Methods: Between January 2014 and August 2019, all patients who underwent electrical cardioversion for persistent atrial fibrillation at our institution were analysed. Clinical and echocardiographic baseline characteristics were used to identify independent predictors for AF recurrence at 12 and 24 months, using a Cox multivariable model.

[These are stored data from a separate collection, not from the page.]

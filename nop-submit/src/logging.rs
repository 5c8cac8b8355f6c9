// This file is part of the product NoPressure.
// SPDX-FileCopyrightText: 2025-2026 Zivatar Limited
// SPDX-License-Identifier: AGPL-3.0-or-later
// The code and documentation in this repository is licensed under the GNU Affero General Public License v3.0 or later (AGPL-3.0-or-later). See LICENSE.

use crate::config::LoggingConfig;
use log::{LevelFilter, SetLoggerError};
use std::io::Write;

/// Maps a configured level name to a filter. Unknown names fall back to `Info`.
pub fn level_filter(level: &str) -> LevelFilter {
    match level.to_lowercase().as_str() {
        "trace" => LevelFilter::Trace,
        "debug" => LevelFilter::Debug,
        "info" => LevelFilter::Info,
        "warn" => LevelFilter::Warn,
        "error" => LevelFilter::Error,
        _ => LevelFilter::Info,
    }
}

pub fn build_logger(config: &LoggingConfig) -> env_logger::Logger {
    env_logger::Builder::from_default_env()
        .filter_level(level_filter(&config.level))
        .target(env_logger::Target::Stdout)
        .format(|buf, record| {
            writeln!(
                buf,
                "{} [{}] {}: {}",
                chrono::Utc::now().format("%Y-%m-%d %H:%M:%S%.3f UTC"),
                record.level(),
                record.target(),
                record.args()
            )
        })
        .build()
}

/// Installs the global logger. Fails if a logger is already installed.
pub fn init_logging(config: &LoggingConfig) -> Result<(), SetLoggerError> {
    let logger = build_logger(config);
    let max_level = logger.filter();
    log::set_boxed_logger(Box::new(logger))?;
    log::set_max_level(max_level);
    Ok(())
}
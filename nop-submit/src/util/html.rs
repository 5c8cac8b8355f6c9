// This file is part of the product NoPressure.
// SPDX-FileCopyrightText: 2025-2026 Zivatar Limited
// SPDX-License-Identifier: AGPL-3.0-or-later
// The code and documentation in this repository is licensed under the GNU Affero General Public License v3.0 or later (AGPL-3.0-or-later). See LICENSE.

/// Escapes the characters that are significant in HTML text and attribute values.
pub fn html_escape(input: &str) -> String {
    let mut escaped = String::with_capacity(input.len());
    for ch in input.chars() {
        match ch {
            '&' => escaped.push_str("&amp;"),
            '<' => escaped.push_str("&lt;"),
            '>' => escaped.push_str("&gt;"),
            '"' => escaped.push_str("&quot;"),
            '\'' => escaped.push_str("&#039;"),
            _ => escaped.push(ch),
        }
    }
    escaped
}
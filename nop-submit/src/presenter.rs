// This file is part of the product NoPressure.
// SPDX-FileCopyrightText: 2025-2026 Zivatar Limited
// SPDX-License-Identifier: AGPL-3.0-or-later
// The code and documentation in this repository is licensed under the GNU Affero General Public License v3.0 or later (AGPL-3.0-or-later). See LICENSE.

use crate::article::{Article, decode_serialized_field};
use crate::config::ValidatedConfig;
use crate::form::ArticleForm;
use crate::i18n::NOT_AUTHORISED;
use crate::metadata::PageMetadata;
use crate::params::{Params, non_empty};
use crate::plugins;
use crate::services::{
    Actor, ArticleModel, Authorizer, Capability, DocumentSink, Localizer, MenuEntry,
    MessageLevel, Notifier, PluginRegistry, TagService,
};
use crate::templates::{FormPageContext, TemplateEngine, render_minijinja_template};
use crate::util::html_escape;
use log::{debug, error, warn};
use serde::Serialize;
use serde_json::{Map, Value};
use std::error::Error;
use std::fmt;

pub const CONTENT_COMPONENT: &str = "com_content";
pub const ARTICLE_CONTENT_TYPE: &str = "com_content.article";
pub const FORM_TEMPLATE: &str = "article/form.html";

const FORBIDDEN: u16 = 403;
const INTERNAL_SERVER_ERROR: u16 = 500;

/// Everything one submission-form request needs. Built by the host for each
/// request and dropped with it.
pub struct FormRequestContext<'a> {
    pub config: &'a ValidatedConfig,
    pub actor: &'a Actor,
    pub menu: Option<&'a MenuEntry>,
    pub model: &'a dyn ArticleModel,
    pub authorizer: &'a dyn Authorizer,
    pub tags: &'a dyn TagService,
    pub plugins: &'a dyn PluginRegistry,
    pub localizer: &'a dyn Localizer,
    pub document: &'a mut dyn DocumentSink,
    pub notifier: &'a mut dyn Notifier,
}

#[derive(Debug, Clone, PartialEq, Eq)]
pub struct AuthorizationFailure {
    message: String,
    status: u16,
}

impl AuthorizationFailure {
    pub fn new() -> Self {
        Self {
            message: "not authorized".to_string(),
            status: FORBIDDEN,
        }
    }

    pub fn message(&self) -> &str {
        &self.message
    }

    pub fn status_code(&self) -> u16 {
        self.status
    }
}

impl Default for AuthorizationFailure {
    fn default() -> Self {
        Self::new()
    }
}

#[derive(Debug)]
pub enum FormError {
    /// Errors the model collected while loading, in order.
    ModelLoad(Vec<String>),
    Render(String),
}

impl FormError {
    pub fn status_code(&self) -> u16 {
        INTERNAL_SERVER_ERROR
    }
}

impl fmt::Display for FormError {
    fn fmt(&self, f: &mut fmt::Formatter<'_>) -> fmt::Result {
        match self {
            FormError::ModelLoad(errors) => write!(f, "{}", errors.join("\n")),
            FormError::Render(msg) => write!(f, "Failed to render article form: {}", msg),
        }
    }
}

impl Error for FormError {}

/// View model handed to the form template.
#[derive(Debug, Clone, Serialize)]
pub struct PreparedView {
    pub item: Article,
    pub form: ArticleForm,
    pub return_page: String,
    pub params: Params,
    pub pageclass_sfx: String,
    pub captcha_enabled: bool,
    pub metadata: PageMetadata,
    pub images: Value,
    pub urls: Value,
    pub actor: Actor,
}

#[derive(Debug)]
pub enum FormOutcome {
    Ready(Box<PreparedView>),
    Denied(AuthorizationFailure),
}

#[derive(Debug)]
pub enum ViewResponse {
    Html(String),
    Denied(AuthorizationFailure),
}

/// One stage of the page render pipeline: prepare state from `C`, then render.
pub trait HtmlView<C: ?Sized> {
    fn display(
        &self,
        context: &mut C,
        engine: &dyn TemplateEngine,
    ) -> Result<ViewResponse, FormError>;
}

#[derive(Debug, Clone)]
pub struct ArticleFormPresenter {
    template: String,
}

impl Default for ArticleFormPresenter {
    fn default() -> Self {
        Self::new()
    }
}

impl ArticleFormPresenter {
    pub fn new() -> Self {
        Self::with_template(FORM_TEMPLATE)
    }

    pub fn with_template(template: &str) -> Self {
        Self {
            template: template.to_string(),
        }
    }

    pub fn prepare(&self, ctx: &mut FormRequestContext<'_>) -> Result<FormOutcome, FormError> {
        let state = ctx.model.state();
        let mut item = ctx.model.item();
        let mut form = ctx.model.form();
        let return_page = ctx.model.return_page();

        if !is_authorized(&item, ctx.actor, ctx.authorizer) {
            warn!(
                "Actor {} denied access to article form (article {})",
                ctx.actor.id,
                item.existing_id()
                    .map(|id| id.to_string())
                    .unwrap_or_else(|| "new".to_string())
            );
            ctx.notifier.enqueue_message(
                &ctx.localizer.translate(NOT_AUTHORISED),
                MessageLevel::Error,
            );
            let failure = AuthorizationFailure::new();
            ctx.notifier.set_response_status(failure.status_code());
            return Ok(FormOutcome::Denied(failure));
        }

        item.tags = match item.existing_id() {
            Some(id) => ctx.tags.item_tags(ARTICLE_CONTENT_TYPE, id),
            None => Vec::new(),
        };

        // Binding follows `is_new`, so an id of 0 binds nothing.
        let (images, urls) = if item.is_new() {
            (Value::Null, Value::Null)
        } else {
            let images = decode_serialized_field("images", item.images.as_deref());
            let urls = decode_serialized_field("urls", item.urls.as_deref());
            let mut bound = Map::new();
            bound.insert("images".to_string(), images.clone());
            bound.insert("urls".to_string(), urls.clone());
            form.bind(bound);
            (images, urls)
        };

        let errors = ctx.model.errors();
        if !errors.is_empty() {
            error!("Article form model reported {} error(s)", errors.len());
            return Err(FormError::ModelLoad(errors));
        }

        let mut params = state.params;
        let pageclass_sfx = html_escape(params.pageclass_sfx.as_deref().unwrap_or(""));
        params.merge(&item.params);

        if item.is_new() && ctx.config.app.multilingual {
            let tag = ctx.localizer.current_language_tag();
            debug!("Proposing language '{}' for new article", tag);
            form.set_field_attribute("language", "default", tag);
        }

        let configured_captcha = non_empty(&params.captcha)
            .map(str::to_string)
            .or_else(|| ctx.config.app.captcha.clone());
        let captcha_enabled = plugins::captcha_enabled(configured_captcha.as_deref(), ctx.plugins);

        let metadata =
            PageMetadata::compute(&mut params, ctx.menu, &ctx.config.app, ctx.localizer);
        metadata.apply(ctx.document);

        Ok(FormOutcome::Ready(Box::new(PreparedView {
            item,
            form,
            return_page,
            params,
            pageclass_sfx,
            captcha_enabled,
            metadata,
            images,
            urls,
            actor: ctx.actor.clone(),
        })))
    }
}

impl<'a> HtmlView<FormRequestContext<'a>> for ArticleFormPresenter {
    fn display(
        &self,
        context: &mut FormRequestContext<'a>,
        engine: &dyn TemplateEngine,
    ) -> Result<ViewResponse, FormError> {
        let view = match self.prepare(context)? {
            FormOutcome::Ready(view) => view,
            FormOutcome::Denied(failure) => return Ok(ViewResponse::Denied(failure)),
        };

        let page =
            FormPageContext::new(&context.config.app.name, &view, context.localizer).to_value();
        render_minijinja_template(engine, &self.template, page)
            .map(ViewResponse::Html)
            .map_err(|e| {
                error!("Failed to render template '{}': {}", self.template, e);
                FormError::Render(e.to_string())
            })
    }
}

/// New articles need create rights on the component or on at least one
/// category. Existing ones need `access-edit` to be exactly `true`.
pub fn is_authorized(item: &Article, actor: &Actor, authorizer: &dyn Authorizer) -> bool {
    match item.existing_id() {
        None => {
            authorizer.actor_can(actor, Capability::Create, CONTENT_COMPONENT)
                || !authorizer
                    .authorized_categories(actor, CONTENT_COMPONENT, Capability::Create)
                    .is_empty()
        }
        Some(_) => item.params.access_edit_granted(),
    }
}
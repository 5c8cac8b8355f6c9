// This file is part of the product NoPressure.
// SPDX-FileCopyrightText: 2025-2026 Zivatar Limited
// SPDX-License-Identifier: AGPL-3.0-or-later
// The code and documentation in this repository is licensed under the GNU Affero General Public License v3.0 or later (AGPL-3.0-or-later). See LICENSE.

pub mod access;
pub mod article;
pub mod config;
pub mod document;
pub mod form;
pub mod i18n;
pub mod logging;
pub mod metadata;
pub mod params;
pub mod plugins;
pub mod presenter;
pub mod response;
pub mod services;
pub mod templates;
pub mod util;

pub use presenter::{
    ArticleFormPresenter, AuthorizationFailure, FormError, FormOutcome, FormRequestContext,
    HtmlView, PreparedView, ViewResponse,
};
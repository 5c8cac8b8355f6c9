// This file is part of the product NoPressure.
// SPDX-FileCopyrightText: 2025-2026 Zivatar Limited
// SPDX-License-Identifier: AGPL-3.0-or-later
// The code and documentation in this repository is licensed under the GNU Affero General Public License v3.0 or later (AGPL-3.0-or-later). See LICENSE.

use crate::services::DocumentSink;
use serde::Serialize;
use std::collections::BTreeMap;

#[derive(Debug, Clone, PartialEq, Eq, Serialize)]
pub struct Breadcrumb {
    pub title: String,
    pub url: String,
}

/// Head data of the page being built: title, description, meta tags and the
/// breadcrumb trail.
#[derive(Debug, Clone, Default, PartialEq, Eq, Serialize)]
pub struct DocumentHead {
    title: String,
    description: Option<String>,
    meta: BTreeMap<String, String>,
    breadcrumbs: Vec<Breadcrumb>,
}

impl DocumentHead {
    pub fn new() -> Self {
        Self::default()
    }

    pub fn title(&self) -> &str {
        &self.title
    }

    pub fn description(&self) -> Option<&str> {
        self.description.as_deref()
    }

    pub fn meta(&self, name: &str) -> Option<&str> {
        self.meta.get(name).map(String::as_str)
    }

    pub fn breadcrumbs(&self) -> &[Breadcrumb] {
        &self.breadcrumbs
    }
}

impl DocumentSink for DocumentHead {
    fn set_title(&mut self, title: &str) {
        self.title = title.to_string();
    }

    fn set_description(&mut self, description: &str) {
        self.description = Some(description.to_string());
    }

    fn set_meta_data(&mut self, name: &str, content: &str) {
        self.meta.insert(name.to_string(), content.to_string());
    }

    fn add_breadcrumb(&mut self, title: &str, url: &str) {
        self.breadcrumbs.push(Breadcrumb {
            title: title.to_string(),
            url: url.to_string(),
        });
    }
}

Results: We identified 1,028 consecutive patients with persistent AF. 319 patients were excluded from the study because they either spontaneously reverted to SR prior to ECV or declined ECV. We evaluated 709 patients (mean age 71 ± 10.8 years, male 67.3%). Acute success was achieved in 96.8% of patients. Sinus rhythm at 12 and 24 months was seen in 26.6% and 14.3% of patients (p<0.0001), respectively. SR at 12 months was seen in 20.4% of patients with a left atrial (LA) diameter <4 cm and in 6.2% of patients with a LA diameter >4 cm (p<0.0001). At 24 months, SR was seen in 11.5% of patients with LA diameter <4 cm, while 2.8% of patients with LA diameter >4 cm were in SR at 24 months (p<0.0001). 10.8% and 22.5% of patients in SR at 12 and 24 months respectively underwent AF ablation. Predictors of SR at 12 months on a univariate analysis were normal LV systolic function and mild LV systolic impairment, OR 1.61 (1.08–2.45), p=0.021 and OR 0.5 (0.24–0.94) p=0.043, respectively. In addition, flecainide and sotalol therapy improved the chances of SR at 12 months, OR 2.87 (1.16–7.12) p=0.021, and 2.25 (0.98–5.05) p=0.049, respectively. Multivariate analysis revealed no positive predictors for
SR maintenance.

Conclusion: Electrical cardioversion does not appear to be an effective long-term strategy for maintenance of sinus rhythm. Catheter ablation therapy may be the preferred strategy for patients with persistent
atrial fibrillation.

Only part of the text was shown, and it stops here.